The position of a particle as a function of time t, is given by $$x(t) = at + bt^2 - ct^3$$ where a, b and c are constants. When the particles zero acceleration, then its velocity will be:

We have the displacement of the particle as a function of time, $$x(t)=at+bt^2-ct^3,$$ where the symbols $$a,\;b$$ and $$c$$ are constants.

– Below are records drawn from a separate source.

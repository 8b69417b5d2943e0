pub const CONTAINER: &str = "min-h-screen bg-gray-50 dark:bg-gray-900 w-full px-4 sm:px-6 lg:px-8";
pub const MODAL_BACKDROP: &str = "fixed inset-0 z-50 flex items-center justify-center bg-black/60 backdrop-blur-sm px-4";
pub const MODAL_CARD: &str = "relative bg-white dark:bg-gray-800 p-6 sm:p-8 rounded-2xl shadow-xl dark:shadow-[0_8px_30px_-12px_rgba(255,255,255,0.1)] w-full max-w-xl border border-gray-100 dark:border-gray-700";
pub const MODAL_CLOSE: &str = "absolute top-3 right-3 p-2 text-gray-500 hover:text-gray-900 dark:text-gray-400 dark:hover:text-white rounded-lg transition-colors duration-200";
pub const WHEEL_POINTER: &str = "absolute left-1/2 -translate-x-1/2 -top-1 z-10 w-0 h-0 border-l-[14px] border-r-[14px] border-t-[28px] border-l-transparent border-r-transparent border-t-red-600 drop-shadow";
pub const BUTTON_CLAIM: &str = "inline-flex items-center justify-center px-6 py-3 rounded-full font-bold text-white bg-gradient-to-r from-green-500 to-emerald-600 hover:from-green-600 hover:to-emerald-700 shadow-lg transition-all duration-300";
pub const TEXT_H1: &str = "text-3xl font-bold text-gray-900 dark:text-white";
pub const TEXT_BODY: &str = "text-gray-600 dark:text-gray-300";
pub const TEXT_SMALL: &str = "text-sm text-gray-500 dark:text-gray-400";
pub const CARD: &str = "bg-white dark:bg-gray-800 rounded-lg shadow-lg dark:shadow-[0_4px_12px_-4px_rgba(255,255,255,0.03)] p-6";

The velocity is defined as the first derivative of displacement with respect to time, that is $$v(t)=\dfrac{dx}{dt}.$$ Differentiating term-by-term,

$$\begin{aligned} v(t) &= \dfrac{d}{dt}\!\bigl(at\bigr) + \dfrac{d}{dt}\!\bigl(bt^2\bigr) - \dfrac{d}{dt}\!\bigl(ct^3\bigr) \\ &= a + 2bt - 3ct^2. \end{aligned}$$

Acceleration is the derivative of velocity with respect to time, $$a(t)=\dfrac{dv}{dt}.$$ Differentiating the expression for $$v(t)$$ gives

$$\begin{aligned} a(t) &= \dfrac{d}{dt}\!\bigl(a\bigr) + \dfrac{d}{dt}\!\bigl(2bt\bigr) - \dfrac{d}{dt}\!\bigl(3ct^2\bigr) \\ &= 0 + 2b - 6ct \\ &= 2b - 6ct. \end{aligned}$$

The problem asks for the velocity when the acceleration becomes zero. So we set $$a(t)=0$$:

$$2b - 6ct = 0.$$

Solving for $$t$$ yields

$$\begin{aligned} 2b &= 6ct \\ t &= \frac{2b}{6c} \\ t &= \frac{b}{3c}. \end{aligned}$$

Now we substitute this value of $$t$$ back into the velocity expression $$v(t)=a+2bt-3ct^2$$ to find the required velocity:

$$\begin{aligned} v &= a + 2b\left(\frac{b}{3c}\right) - 3c\left(\frac{b}{3c}\right)^2 \\ &= a + \frac{2b^2}{3c} - 3c\left(\frac{b^2}{9c^2}\right) \\ &= a + \frac{2b^2}{3c} - \frac{b^2}{3c} \\ &= a + \frac{2b^2 - b^2}{3c} \\ &= a + \frac{b^2}{3c}. \end{aligned}$$

Hence, the velocity of the particle at the instant when its acceleration is zero is $$a + \dfrac{b^2}{3c}.$$

Hence, the correct answer is Option A.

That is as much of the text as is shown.